— RECORDS TO USE —

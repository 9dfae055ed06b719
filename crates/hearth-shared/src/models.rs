//! Domain model structs for every entity the app coordinates.
//!
//! Field names match the REST contract (snake_case JSON); enum variants
//! serialize as the wire strings (`"not_going"`, `"admin"`, ...).

use chrono::{DateTime, NaiveDate, Utc};
use serde::{Deserialize, Serialize};

use crate::error::DataError;
use crate::ids::*;

// ---------------------------------------------------------------------------
// User
// ---------------------------------------------------------------------------

/// A user identity imported from the messaging platform on first sign-in.
#[derive(Debug, Clone, Serialize, Deserialize, PartialEq)]
pub struct User {
    pub id: UserId,
    /// Numeric id assigned by the messaging platform; upsert key.
    pub telegram_id: i64,
    pub username: Option<String>,
    pub first_name: String,
    pub last_name: Option<String>,
    pub avatar_url: Option<String>,
    pub birthday: Option<NaiveDate>,
    /// Whether friends may see the birthday. Defaults to true.
    pub show_birthday: bool,
    #[serde(default)]
    pub created_at: Option<DateTime<Utc>>,
}

/// Identity payload handed over by the platform SDK at startup.
#[derive(Debug, Clone, Serialize, Deserialize, PartialEq)]
pub struct PlatformIdentity {
    pub telegram_id: i64,
    pub username: Option<String>,
    pub first_name: String,
    pub last_name: Option<String>,
    pub avatar_url: Option<String>,
}

/// Partial profile update. `None` fields are left untouched.
#[derive(Debug, Clone, Default, Serialize, Deserialize)]
pub struct UserPatch {
    #[serde(skip_serializing_if = "Option::is_none")]
    pub username: Option<String>,
    #[serde(skip_serializing_if = "Option::is_none")]
    pub first_name: Option<String>,
    #[serde(skip_serializing_if = "Option::is_none")]
    pub last_name: Option<String>,
    #[serde(skip_serializing_if = "Option::is_none")]
    pub avatar_url: Option<String>,
    #[serde(skip_serializing_if = "Option::is_none")]
    pub birthday: Option<NaiveDate>,
    #[serde(skip_serializing_if = "Option::is_none")]
    pub show_birthday: Option<bool>,
}

// ---------------------------------------------------------------------------
// Family group
// ---------------------------------------------------------------------------

#[derive(Debug, Clone, Copy, Serialize, Deserialize, PartialEq, Eq)]
#[serde(rename_all = "snake_case")]
pub enum FamilyRole {
    Admin,
    Member,
}

/// One membership row. Carries the joined [`User`] so the UI never needs a
/// second lookup to render a member list.
#[derive(Debug, Clone, Serialize, Deserialize, PartialEq)]
pub struct FamilyMember {
    pub id: MemberId,
    pub family_id: FamilyId,
    pub user_id: UserId,
    pub role: FamilyRole,
    pub joined_at: DateTime<Utc>,
    #[serde(default)]
    pub user: Option<User>,
}

/// A family group. The creator is always its first admin member.
#[derive(Debug, Clone, Serialize, Deserialize, PartialEq)]
pub struct FamilyGroup {
    pub id: FamilyId,
    pub name: String,
    pub created_by: UserId,
    #[serde(default)]
    pub created_at: Option<DateTime<Utc>>,
    #[serde(default)]
    pub members: Vec<FamilyMember>,
}

impl FamilyGroup {
    pub fn member(&self, user_id: &UserId) -> Option<&FamilyMember> {
        self.members.iter().find(|m| &m.user_id == user_id)
    }

    pub fn is_admin(&self, user_id: &UserId) -> bool {
        self.member(user_id)
            .is_some_and(|m| m.role == FamilyRole::Admin)
    }
}

// ---------------------------------------------------------------------------
// Friends
// ---------------------------------------------------------------------------

/// One directional friendship edge. Edges always exist in pairs: accepting a
/// request inserts `(a, b)` and `(b, a)`, removal deletes both.
#[derive(Debug, Clone, Serialize, Deserialize, PartialEq)]
pub struct Friendship {
    pub id: FriendshipId,
    pub user_id: UserId,
    pub friend_id: UserId,
    pub created_at: DateTime<Utc>,
}

#[derive(Debug, Clone, Copy, Serialize, Deserialize, PartialEq, Eq)]
#[serde(rename_all = "snake_case")]
pub enum RequestStatus {
    Pending,
    Accepted,
    Declined,
}

#[derive(Debug, Clone, Serialize, Deserialize, PartialEq)]
pub struct FriendRequest {
    pub id: RequestId,
    pub sender_id: UserId,
    pub receiver_id: UserId,
    pub status: RequestStatus,
    pub created_at: DateTime<Utc>,
    /// Sender profile, embedded when listing incoming requests.
    #[serde(default)]
    pub sender: Option<User>,
}

// ---------------------------------------------------------------------------
// Tasks
// ---------------------------------------------------------------------------

#[derive(Debug, Clone, Copy, Serialize, Deserialize, PartialEq, Eq)]
#[serde(rename_all = "snake_case")]
pub enum TaskKind {
    Shopping,
    Home,
    Other,
}

#[derive(Debug, Clone, Copy, Serialize, Deserialize, PartialEq, Eq)]
#[serde(rename_all = "snake_case")]
pub enum TaskStatus {
    Active,
    Completed,
    Archived,
}

/// Static reference data: a category tile in the task form.
#[derive(Debug, Clone, Serialize, Deserialize, PartialEq)]
pub struct TaskCategory {
    pub id: CategoryId,
    pub name: String,
    /// Icon name rendered by the UI layer.
    pub icon: String,
    #[serde(rename = "type")]
    pub kind: TaskKind,
    pub order: u32,
}

/// A shared task inside one family group.
#[derive(Debug, Clone, Serialize, Deserialize, PartialEq)]
pub struct Task {
    pub id: TaskId,
    pub family_id: FamilyId,
    pub created_by: UserId,
    #[serde(rename = "type")]
    pub kind: TaskKind,
    pub category_id: Option<CategoryId>,
    pub title: String,
    #[serde(default)]
    pub description: Option<String>,
    /// Amount to buy; shopping tasks only.
    #[serde(default)]
    pub quantity: Option<f64>,
    #[serde(default)]
    pub unit: Option<String>,
    /// Empty means unassigned/shared.
    #[serde(default)]
    pub assigned_to: Vec<UserId>,
    pub status: TaskStatus,
    #[serde(default)]
    pub completed_at: Option<DateTime<Utc>>,
    #[serde(default)]
    pub completed_by: Option<UserId>,
    pub created_at: DateTime<Utc>,
    #[serde(default)]
    pub updated_at: Option<DateTime<Utc>>,
}

/// Creation input for a task. Validated before any state is touched.
#[derive(Debug, Clone, Serialize, Deserialize)]
pub struct NewTask {
    pub family_id: FamilyId,
    pub created_by: UserId,
    #[serde(rename = "type")]
    pub kind: TaskKind,
    #[serde(default)]
    pub category_id: Option<CategoryId>,
    pub title: String,
    #[serde(default)]
    pub description: Option<String>,
    #[serde(default)]
    pub quantity: Option<f64>,
    #[serde(default)]
    pub unit: Option<String>,
    #[serde(default)]
    pub assigned_to: Vec<UserId>,
}

impl NewTask {
    /// Reject drafts that would violate the task shape invariants.
    pub fn validate(&self) -> Result<(), DataError> {
        if self.title.trim().is_empty() {
            return Err(DataError::Validation("task title must not be empty".into()));
        }
        if self.kind != TaskKind::Shopping && (self.quantity.is_some() || self.unit.is_some()) {
            return Err(DataError::Validation(
                "quantity/unit are only valid on shopping tasks".into(),
            ));
        }
        Ok(())
    }
}

/// Partial task edit (title, description, category, assignment, amounts).
#[derive(Debug, Clone, Default, Serialize, Deserialize)]
pub struct TaskPatch {
    #[serde(skip_serializing_if = "Option::is_none")]
    pub title: Option<String>,
    #[serde(skip_serializing_if = "Option::is_none")]
    pub description: Option<String>,
    #[serde(skip_serializing_if = "Option::is_none")]
    pub category_id: Option<CategoryId>,
    #[serde(skip_serializing_if = "Option::is_none")]
    pub quantity: Option<f64>,
    #[serde(skip_serializing_if = "Option::is_none")]
    pub unit: Option<String>,
    #[serde(skip_serializing_if = "Option::is_none")]
    pub assigned_to: Option<Vec<UserId>>,
}

// ---------------------------------------------------------------------------
// Events
// ---------------------------------------------------------------------------

#[derive(Debug, Clone, Copy, Serialize, Deserialize, PartialEq, Eq)]
#[serde(rename_all = "snake_case")]
pub enum EventResponse {
    Pending,
    Going,
    NotGoing,
}

/// One invited user's RSVP row.
#[derive(Debug, Clone, Serialize, Deserialize, PartialEq)]
pub struct EventParticipant {
    pub id: ParticipantId,
    pub event_id: EventId,
    pub user_id: UserId,
    pub response: EventResponse,
    pub updated_at: DateTime<Utc>,
}

/// A shared event with explicit invitations.
///
/// Participants are created 1:1 with `invited_users` at creation time, all
/// `pending`. The creator never has a participant row.
#[derive(Debug, Clone, Serialize, Deserialize, PartialEq)]
pub struct Event {
    pub id: EventId,
    pub created_by: UserId,
    pub title: String,
    #[serde(default)]
    pub description: Option<String>,
    #[serde(default)]
    pub location: Option<String>,
    pub event_date: DateTime<Utc>,
    #[serde(default)]
    pub image_url: Option<String>,
    #[serde(default)]
    pub invited_users: Vec<UserId>,
    #[serde(default)]
    pub participants: Vec<EventParticipant>,
    #[serde(default)]
    pub created_at: Option<DateTime<Utc>>,
}

/// Creation input for an event.
#[derive(Debug, Clone, Serialize, Deserialize)]
pub struct NewEvent {
    pub created_by: UserId,
    pub title: String,
    #[serde(default)]
    pub description: Option<String>,
    #[serde(default)]
    pub location: Option<String>,
    pub event_date: DateTime<Utc>,
    #[serde(default)]
    pub image_url: Option<String>,
    #[serde(default)]
    pub invited_users: Vec<UserId>,
}

impl NewEvent {
    pub fn validate(&self) -> Result<(), DataError> {
        if self.title.trim().is_empty() {
            return Err(DataError::Validation(
                "event title must not be empty".into(),
            ));
        }
        Ok(())
    }
}

// ---------------------------------------------------------------------------
// Wishlist
// ---------------------------------------------------------------------------

/// A gift idea owned by one user, bookable by friends.
#[derive(Debug, Clone, Serialize, Deserialize, PartialEq)]
pub struct WishlistItem {
    pub id: ItemId,
    pub user_id: UserId,
    pub title: String,
    #[serde(default)]
    pub description: Option<String>,
    #[serde(default)]
    pub link: Option<String>,
    #[serde(default)]
    pub price: Option<f64>,
    #[serde(default)]
    pub image_url: Option<String>,
    pub is_booked: bool,
    #[serde(default)]
    pub booked_by: Option<UserId>,
    #[serde(default)]
    pub booked_at: Option<DateTime<Utc>>,
    #[serde(default)]
    pub created_at: Option<DateTime<Utc>>,
}

impl WishlistItem {
    /// Scrub the booking identity unless `viewer` is the booker themself.
    ///
    /// `is_booked` stays visible so the owner knows the item is taken without
    /// learning by whom.
    pub fn anonymized_for(mut self, viewer: &UserId) -> Self {
        if self.booked_by.as_ref() != Some(viewer) {
            self.booked_by = None;
            self.booked_at = None;
        }
        self
    }
}

/// Creation input for a wishlist item. Items are always created unbooked.
#[derive(Debug, Clone, Serialize, Deserialize)]
pub struct NewWishlistItem {
    pub user_id: UserId,
    pub title: String,
    #[serde(default)]
    pub description: Option<String>,
    #[serde(default)]
    pub link: Option<String>,
    #[serde(default)]
    pub price: Option<f64>,
    #[serde(default)]
    pub image_url: Option<String>,
}

impl NewWishlistItem {
    pub fn validate(&self) -> Result<(), DataError> {
        if self.title.trim().is_empty() {
            return Err(DataError::Validation(
                "wishlist item title must not be empty".into(),
            ));
        }
        Ok(())
    }
}

#[cfg(test)]
mod tests {
    use super::*;

    fn shopping_draft() -> NewTask {
        NewTask {
            family_id: FamilyId::from("f1"),
            created_by: UserId::from("1"),
            kind: TaskKind::Shopping,
            category_id: Some(CategoryId::from("c1")),
            title: "Молоко".into(),
            description: None,
            quantity: Some(2.0),
            unit: Some("л".into()),
            assigned_to: vec![],
        }
    }

    #[test]
    fn statuses_use_wire_spelling() {
        assert_eq!(
            serde_json::to_string(&EventResponse::NotGoing).unwrap(),
            "\"not_going\""
        );
        assert_eq!(serde_json::to_string(&FamilyRole::Admin).unwrap(), "\"admin\"");
        assert_eq!(
            serde_json::to_string(&TaskStatus::Archived).unwrap(),
            "\"archived\""
        );
    }

    #[test]
    fn task_kind_serializes_as_type() {
        let draft = shopping_draft();
        let json = serde_json::to_value(&draft).unwrap();
        assert_eq!(json["type"], "shopping");
        assert!(json.get("kind").is_none());
    }

    #[test]
    fn quantity_rejected_on_non_shopping_task() {
        let mut draft = shopping_draft();
        draft.kind = TaskKind::Home;
        draft.category_id = Some(CategoryId::from("c11"));
        assert!(matches!(
            draft.validate(),
            Err(DataError::Validation(_))
        ));
    }

    #[test]
    fn empty_title_rejected() {
        let mut draft = shopping_draft();
        draft.title = "  ".into();
        assert!(draft.validate().is_err());
    }

    #[test]
    fn anonymize_hides_booking_from_everyone_but_the_booker() {
        let item = WishlistItem {
            id: ItemId::from("w3"),
            user_id: UserId::from("1"),
            title: "Подписка".into(),
            description: None,
            link: None,
            price: Some(2999.0),
            image_url: None,
            is_booked: true,
            booked_by: Some(UserId::from("3")),
            booked_at: Some(chrono::Utc::now()),
            created_at: None,
        };

        let owner_view = item.clone().anonymized_for(&UserId::from("1"));
        assert!(owner_view.is_booked);
        assert!(owner_view.booked_by.is_none());
        assert!(owner_view.booked_at.is_none());

        let booker_view = item.anonymized_for(&UserId::from("3"));
        assert_eq!(booker_view.booked_by, Some(UserId::from("3")));
    }
}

— GOAL OF THE EXERCISE —
Please state how many lines in the preceding material contain the word "EventResponse", with no other output.

— THE ANSWER —
3